My next question was about the language. Since the plays are from around the world presented in a Spanish speaking country do all the actors speak in Spanish?
“Many are presented as a contemporary dance, circus or acrobatic where no words are spoken,” he said.
I looked at the brochure he gave me and found fifteen such shows. Nine are dances. The others are circus, mime and acrobatics. To give the reader an idea of the diversity, following are the names of the shows not needing language and the country they are from with links to their descriptions.
Cayetana, su Pasión – Spain (one of my favorites)

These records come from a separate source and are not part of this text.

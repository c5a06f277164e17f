//! Session reconciliation engine.
//!
//! Turns the auth provider's session events into the application's notion of
//! "who is logged in": runs the restriction check before anything is shown,
//! hydrates optimistically from the profile cache, confirms the profile in
//! the background, and tells a transient SIGNED_OUT apart from a real one.
//!
//! # Architecture
//!
//! - [`state`]: pure `(state, input) -> (state, effects)` transition function
//! - [`SessionActor`]: tokio task owning the state and executing effects
//! - [`SessionHandle`]: cloneable front door (snapshot, login, logout, ...)
//!
//! ```no_run
//! # use std::sync::Arc;
//! # use fortune_cookie::engine::SessionEngine;
//! # async fn demo(
//! #     api: Arc<dyn fortune_cookie::api::BackendApi>,
//! #     sessions: Arc<dyn fortune_cookie::auth::SessionStore>,
//! #     store: Arc<dyn fortune_cookie::store::LocalStore>,
//! #     navigator: Arc<dyn fortune_cookie::navigation::Navigator>,
//! # ) {
//! let handle = SessionEngine::new(api, sessions, store, navigator).spawn();
//! let snapshot = handle.wait_until_loaded().await;
//! # }
//! ```

mod actor;
mod context;
mod handle;
pub mod messages;
pub mod state;

use std::sync::Arc;

use tokio::sync::{mpsc, watch};

pub use actor::SessionActor;
pub use handle::{CallbackOutcome, SessionHandle};
pub use state::{AuthSnapshot, Effect, Input, Phase, SessionState};

use crate::{
    api::BackendApi,
    auth::SessionStore,
    config::{RouteConfig, SessionConfig},
    db::ProfileStore,
    navigation::Navigator,
    profile::ProfileCache,
    store::LocalStore,
};
use context::EngineContext;

const INBOX_CAPACITY: usize = 100;

/// Builder wiring the engine's collaborators
pub struct SessionEngine {
    api: Arc<dyn BackendApi>,
    sessions: Arc<dyn SessionStore>,
    store: Arc<dyn LocalStore>,
    navigator: Arc<dyn Navigator>,
    profiles: Option<Arc<dyn ProfileStore>>,
    config: SessionConfig,
    routes: RouteConfig,
}

impl SessionEngine {
    pub fn new(
        api: Arc<dyn BackendApi>,
        sessions: Arc<dyn SessionStore>,
        store: Arc<dyn LocalStore>,
        navigator: Arc<dyn Navigator>,
    ) -> Self {
        Self {
            api,
            sessions,
            store,
            navigator,
            profiles: None,
            config: SessionConfig::default(),
            routes: RouteConfig::default(),
        }
    }

    /// Enable the direct profile store fallback and user upserts
    pub fn with_profile_store(mut self, profiles: Arc<dyn ProfileStore>) -> Self {
        self.profiles = Some(profiles);
        self
    }

    pub fn with_config(mut self, config: SessionConfig) -> Self {
        self.config = config;
        self
    }

    pub fn with_routes(mut self, routes: RouteConfig) -> Self {
        self.routes = routes;
        self
    }

    /// Create the actor and its handle without starting it
    ///
    /// # Returns
    ///
    /// * `(SessionActor, SessionHandle)` - Actor to run and handle for callers
    pub fn build(self) -> (SessionActor, SessionHandle) {
        let cache = ProfileCache::new(Arc::clone(&self.store), self.config.cache_freshness);
        let ctx = Arc::new(EngineContext {
            api: self.api,
            sessions: self.sessions,
            profiles: self.profiles,
            store: self.store,
            cache,
            navigator: self.navigator,
            config: self.config,
            routes: self.routes,
        });

        let (sender, inbox) = mpsc::channel(INBOX_CAPACITY);
        let (snapshot_tx, snapshot_rx) = watch::channel(AuthSnapshot::default());

        let actor = SessionActor::new(Arc::clone(&ctx), inbox, sender.downgrade(), snapshot_tx);
        let handle = SessionHandle::new(sender, snapshot_rx, ctx);
        (actor, handle)
    }

    /// Build and run the actor on the current tokio runtime
    pub fn spawn(self) -> SessionHandle {
        let (actor, handle) = self.build();
        tokio::spawn(actor.run());
        handle
    }
}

Les Ballets Trockadero de Monte Carlo – USA (amazing comical ballet)
Vistaar – Inida (highly impressive)
Ginga – Brazil
Rushes + – Israel
32 Calle Vandenbranden – Belguim
Camino Vertical – Great Britian
Sin título – Serbia
Conjunto di Nero – Holland
Circus, Mime and Acrobatics
Cocorico – France
Paraíso Translunar – Great Britian
Los Ciegos – Poland
Donka, Una Carta a Chejov – Switzerland
Tom Tom Crew – Australia
Cantina – Australia (this one looks very interesting)

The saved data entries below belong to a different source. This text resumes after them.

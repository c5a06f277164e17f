//! Authentication data models.

use chrono::{DateTime, Utc};
use serde::{Deserialize, Serialize};
use std::{fmt, str::FromStr};

use super::errors::AuthError;
use crate::api::ApiError;

/// User ID type (the auth provider's UUID, kept as text)
pub type UserId = String;

/// User as reported by the auth provider
#[derive(Debug, Clone, PartialEq, Eq, Serialize, Deserialize)]
pub struct SessionUser {
    pub id: UserId,
    pub email: Option<String>,
    pub nickname: Option<String>,
}

/// Provider session
#[derive(Debug, Clone, PartialEq, Eq, Serialize, Deserialize)]
pub struct Session {
    pub user: SessionUser,
    pub access_token: String,
    pub refresh_token: String,
    pub expires_at: Option<DateTime<Utc>>,
}

impl Session {
    pub fn user_id(&self) -> &str {
        &self.user.id
    }

    pub fn email(&self) -> Option<&str> {
        self.user.email.as_deref()
    }

    /// Whether the access token is past its expiry at `now`
    pub fn is_expired_at(&self, now: DateTime<Utc>) -> bool {
        self.expires_at.is_some_and(|exp| exp <= now)
    }
}

/// Kind of session change reported by the provider
#[derive(Debug, Clone, Copy, PartialEq, Eq, Serialize, Deserialize)]
#[serde(rename_all = "SCREAMING_SNAKE_CASE")]
pub enum AuthEventKind {
    InitialSession,
    SignedIn,
    SignedOut,
    TokenRefreshed,
    UserUpdated,
    PasswordRecovery,
}

/// Session change notification
#[derive(Debug, Clone, PartialEq, Eq)]
pub struct AuthEvent {
    pub kind: AuthEventKind,
    pub session: Option<Session>,
}

impl AuthEvent {
    pub fn new(kind: AuthEventKind, session: Option<Session>) -> Self {
        Self { kind, session }
    }

    pub fn signed_in(session: Session) -> Self {
        Self::new(AuthEventKind::SignedIn, Some(session))
    }

    pub fn signed_out() -> Self {
        Self::new(AuthEventKind::SignedOut, None)
    }
}

/// Supported OAuth providers
#[derive(Debug, Clone, Copy, PartialEq, Eq, Hash, Serialize, Deserialize)]
#[serde(rename_all = "lowercase")]
pub enum Provider {
    Google,
    Kakao,
}

impl Provider {
    pub const fn as_str(self) -> &'static str {
        match self {
            Self::Google => "google",
            Self::Kakao => "kakao",
        }
    }
}

impl fmt::Display for Provider {
    fn fmt(&self, f: &mut fmt::Formatter<'_>) -> fmt::Result {
        f.write_str(self.as_str())
    }
}

impl FromStr for Provider {
    type Err = AuthError;

    fn from_str(s: &str) -> Result<Self, Self::Err> {
        match s.trim().to_ascii_lowercase().as_str() {
            "google" => Ok(Self::Google),
            "kakao" => Ok(Self::Kakao),
            other => Err(AuthError::UnsupportedProvider(other.to_string())),
        }
    }
}

/// Response of `POST /api/auth/check-login-status`
#[derive(Debug, Clone, Default, PartialEq, Eq, Serialize, Deserialize)]
#[serde(rename_all = "camelCase")]
pub struct LoginStatus {
    #[serde(default)]
    pub is_restricted: Option<bool>,
    #[serde(default)]
    pub status: Option<String>,
}

/// What the restriction check decided for a login
#[derive(Debug, Clone, Copy, PartialEq, Eq)]
pub enum RestrictionVerdict {
    /// Nothing blocks the login
    Clear,
    /// Re-signup cooldown is active
    Restricted,
    /// Account is banned
    Banned,
    /// The check could not be completed; login continues
    Unavailable,
}

impl From<&LoginStatus> for RestrictionVerdict {
    fn from(status: &LoginStatus) -> Self {
        if status.is_restricted == Some(true) {
            Self::Restricted
        } else if status.status.as_deref() == Some("banned") {
            Self::Banned
        } else {
            Self::Clear
        }
    }
}

impl From<&ApiError> for RestrictionVerdict {
    /// Policy answers still decide the login; anything else leaves it open
    fn from(error: &ApiError) -> Self {
        match error {
            ApiError::Restricted { .. } => Self::Restricted,
            ApiError::Banned { .. } => Self::Banned,
            _ => Self::Unavailable,
        }
    }
}

#[cfg(test)]
mod tests {
    use super::*;

    #[test]
    fn test_provider_parsing() {
        assert_eq!("google".parse::<Provider>().unwrap(), Provider::Google);
        assert_eq!(" Kakao ".parse::<Provider>().unwrap(), Provider::Kakao);
        assert!(matches!(
            "github".parse::<Provider>(),
            Err(AuthError::UnsupportedProvider(p)) if p == "github"
        ));
    }

    #[test]
    fn test_login_status_verdicts() {
        let restricted: LoginStatus =
            serde_json::from_str(r#"{"isRestricted": true, "status": "banned"}"#).unwrap();
        assert_eq!(RestrictionVerdict::from(&restricted), RestrictionVerdict::Restricted);

        let banned: LoginStatus = serde_json::from_str(r#"{"status": "banned"}"#).unwrap();
        assert_eq!(RestrictionVerdict::from(&banned), RestrictionVerdict::Banned);

        let clear: LoginStatus = serde_json::from_str("{}").unwrap();
        assert_eq!(RestrictionVerdict::from(&clear), RestrictionVerdict::Clear);
    }

    #[test]
    fn test_error_verdicts() {
        let restricted = ApiError::Restricted { status: 403 };
        assert_eq!(RestrictionVerdict::from(&restricted), RestrictionVerdict::Restricted);

        let banned = ApiError::Banned {
            status: 403,
            message: "차단".to_string(),
        };
        assert_eq!(RestrictionVerdict::from(&banned), RestrictionVerdict::Banned);

        let down = ApiError::Http {
            status: 502,
            message: String::new(),
        };
        assert_eq!(RestrictionVerdict::from(&down), RestrictionVerdict::Unavailable);
        assert_eq!(
            RestrictionVerdict::from(&ApiError::Transport("refused".to_string())),
            RestrictionVerdict::Unavailable
        );
    }

    #[test]
    fn test_event_kind_wire_names() {
        let kind: AuthEventKind = serde_json::from_str("\"INITIAL_SESSION\"").unwrap();
        assert_eq!(kind, AuthEventKind::InitialSession);
        assert_eq!(
            serde_json::to_string(&AuthEventKind::SignedOut).unwrap(),
            "\"SIGNED_OUT\""
        );
    }

    #[test]
    fn test_session_expiry() {
        let now = Utc::now();
        let session = Session {
            user: SessionUser {
                id: "u1".to_string(),
                email: None,
                nickname: None,
            },
            access_token: "a".to_string(),
            refresh_token: "r".to_string(),
            expires_at: Some(now),
        };
        assert!(session.is_expired_at(now));
        assert!(!session.is_expired_at(now - chrono::Duration::seconds(1)));
    }
}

Ogliastri explained that all of the other productions not spoken in Spanish have Spanish subtitles shown on a large screen. And some of the plays are in English because they came from English speaking countries. This includes from the USA Tim Burton’s production of George Orwell’s 1984.
We talked a little about prices. The theater tickets range in cost from around $30 USD to $75 USD, which is very well priced compared to what people pay in other countries for the same opportunity to see just one of the plays. Ogliastri pointed out that this festival is for all the people and that is why there are the other venues offering quality entertainment at even lower prices. Admission to the Coreferrias is only about $5 USD and to see the many productions at that location cost under $2.50 USD each. Plus the artistic offerings outside the Coreferria buildings and what is presented on the streets of Bogotà are all free.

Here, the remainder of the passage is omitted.